I could only fit four highlanders into this boat and here they are in two rows of two. Two have muskets and two have swords. Their plaids are in MacGregor tartan.
Here they are fitted into the fourth boat. I managed to get the ones in the bow to be facing forward.
Here is the entire first wave. The dark red boat has 6 highlanders plus the Duke of Perth and his ADC. The dark blue boat has 8 highlanders plus the Wave commander (Simon Fraser). The green boat has 6 highlanders and the light blue boat has 4 highlanders. That is a total of 24 highlanders which can be carried in this wave. The second wave would be exactly the same, except it would be commanded by Donald MacDonald of Lochgarry and there would not be figures for the Duke of Perth and his ADC. The third wave, commanded by Lord Cromartie, has only 20 highlanders, so would not need the smallest (fourth) boat.
I thought I would finish by describing the historical events of this successful amphibious assault. The Jacobites had some difficulty launching their boats and had to wait until the tide rose. They were fortunate that an early morning sea mist covered the mouth of the firth, thus protecting them from observation by any Royal Navy patrols. The first wave launched at 8am on 20th March 1746.
The first wave landed at 9am. The nearest two British companies, perhaps 120 men in total from 43rd (Black Watch and 64th (Loudoun’s Highlanders) were assembled by Major Mackenzie (the acting commander of 64th Foot) and set off towards the Jacobite landing site at about 9.30am. Major Mackenzie was in command of the 64th since the Colonel of the 64th was John Campbell, Lord Loudoun, who was commanding the entire force, and the 64th’s Lieutenant Colonel was John Campbell of Mamore (another John Campbell), who was away to the south west, in Argyll territory with three of the 64th’s companies where he was raising 24 companies of Argyll Militia.
The Jacobite second wave landed at 10am and the first two waves, totalling some 1,500 men, marched towards Skibo Castle where they (wrongly) believed that both Duncan Forbes (Lord Culloden) and Norman Macleod (known as The Wicked Man) were staying. Both were with Lord Loudoun, further to the west. This was the second time that the Frasers had attempted to seize Duncan Forbes. The first is recounted here. As Lord President (effectively Governor of Scotland) Duncan Forbes had raised the 18 Highland Independent Companies.

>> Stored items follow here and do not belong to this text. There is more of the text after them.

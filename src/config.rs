//! Process configuration for the feed.

use crate::error::{FeedError, Result};
use std::time::Duration;

/// Feed configuration.
#[derive(Clone, Debug)]
pub struct FeedConfig {
    /// Store connection string (directory path for file-backed stores).
    pub connection: String,

    /// Collection whose operation log is watched.
    pub collection: String,

    /// Delay between polls when the log has nothing new.
    /// Default: 500ms
    pub retry_delay: Duration,

    /// Max undelivered messages per subscriber before the oldest is dropped.
    /// Default: 256
    pub subscriber_capacity: usize,
}

impl Default for FeedConfig {
    fn default() -> Self {
        Self {
            connection: "./store".to_string(),
            collection: "posts".to_string(),
            retry_delay: Duration::from_millis(500),
            subscriber_capacity: 256,
        }
    }
}

impl FeedConfig {
    pub const ENV_CONNECTION: &'static str = "FEED_STORE_URL";
    pub const ENV_COLLECTION: &'static str = "FEED_COLLECTION";
    pub const ENV_RETRY_DELAY_MS: &'static str = "FEED_RETRY_DELAY_MS";
    pub const ENV_SUBSCRIBER_CAPACITY: &'static str = "FEED_SUBSCRIBER_CAPACITY";

    /// Load from the process environment, falling back to defaults.
    pub fn from_env() -> Result<Self> {
        Self::from_lookup(|key| std::env::var(key).ok())
    }

    /// Load using an arbitrary key lookup.
    pub fn from_lookup<F>(lookup: F) -> Result<Self>
    where
        F: Fn(&str) -> Option<String>,
    {
        let mut config = Self::default();

        if let Some(connection) = lookup(Self::ENV_CONNECTION) {
            config.connection = connection;
        }
        if let Some(collection) = lookup(Self::ENV_COLLECTION) {
            config.collection = collection;
        }
        if let Some(raw) = lookup(Self::ENV_RETRY_DELAY_MS) {
            let ms: u64 = raw.trim().parse().map_err(|_| {
                FeedError::Config(format!(
                    "{} must be milliseconds, got {:?}",
                    Self::ENV_RETRY_DELAY_MS,
                    raw
                ))
            })?;
            config.retry_delay = Duration::from_millis(ms);
        }
        if let Some(raw) = lookup(Self::ENV_SUBSCRIBER_CAPACITY) {
            config.subscriber_capacity = raw.trim().parse().map_err(|_| {
                FeedError::Config(format!(
                    "{} must be a positive integer, got {:?}",
                    Self::ENV_SUBSCRIBER_CAPACITY,
                    raw
                ))
            })?;
        }

        config.validate()?;
        Ok(config)
    }

    /// Reject configurations the pipeline cannot run with.
    pub fn validate(&self) -> Result<()> {
        if self.connection.is_empty() {
            return Err(FeedError::Config("connection string is empty".into()));
        }
        if self.collection.is_empty() {
            return Err(FeedError::Config("collection name is empty".into()));
        }
        if self.retry_delay.is_zero() {
            return Err(FeedError::Config("retry delay must be non-zero".into()));
        }
        if self.subscriber_capacity == 0 {
            return Err(FeedError::Config("subscriber capacity must be at least 1".into()));
        }
        Ok(())
    }
}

Norman Macleod had been defeated by a Jacobite force at Inverurie, as recounted here. That post also gives reasons why he was known as The Wicked Man. The two British companies withdrew as they faced a force 10 times their size.
Some of the 64th Foot officers had been captured at Prestonpans, but then paroled by the Jacobites on condition of not serving against them again. The Duke of Cumberland refused to accept paroles given to rebels and ordered the officers to return to duty. Major Mackenzie was concerned at the fate of these officers should they be captured again, so tried to buy some time to allow them to escape. He sent Captain MacIntosh, who commanded the 43rd (Black Watch) company to discuss surrender terms with the Jacobites. Captain MacIntosh was the Chief of the MacIntosh Clan, and Chief of the Chattan Federation, but his 22 Year old wife, Lady Anne MacIntosh had raised the clan to support the Jacobites, as recounted here. At 11am the two companies at Skibo Castle surrendered. At that same time the Jacobite third wave landed. Meanwhile Lord Loudoun’s main force was fleeing to the west.
The Jacobite force chased after Lord Loudoun’s main force but failed to capture them. Lord Loudoun divided his force, with a few companies going north, to their clan territories, while most of his force retreated to the Isle of Skye, where they linked up with two Highland Independent Companies raised by MacDonald of Sleat and one more MacKenzie company. These three companies had been holding the Hebrides.
It is interesting that all of the troops in this operation, on both sides, were highlanders. The Jacobite amphibious assault was well planned and professionally executed, to a standard which the British Army had not reached at that time. It was a total success, but in the end made no difference to the outcome at Culloden a month later.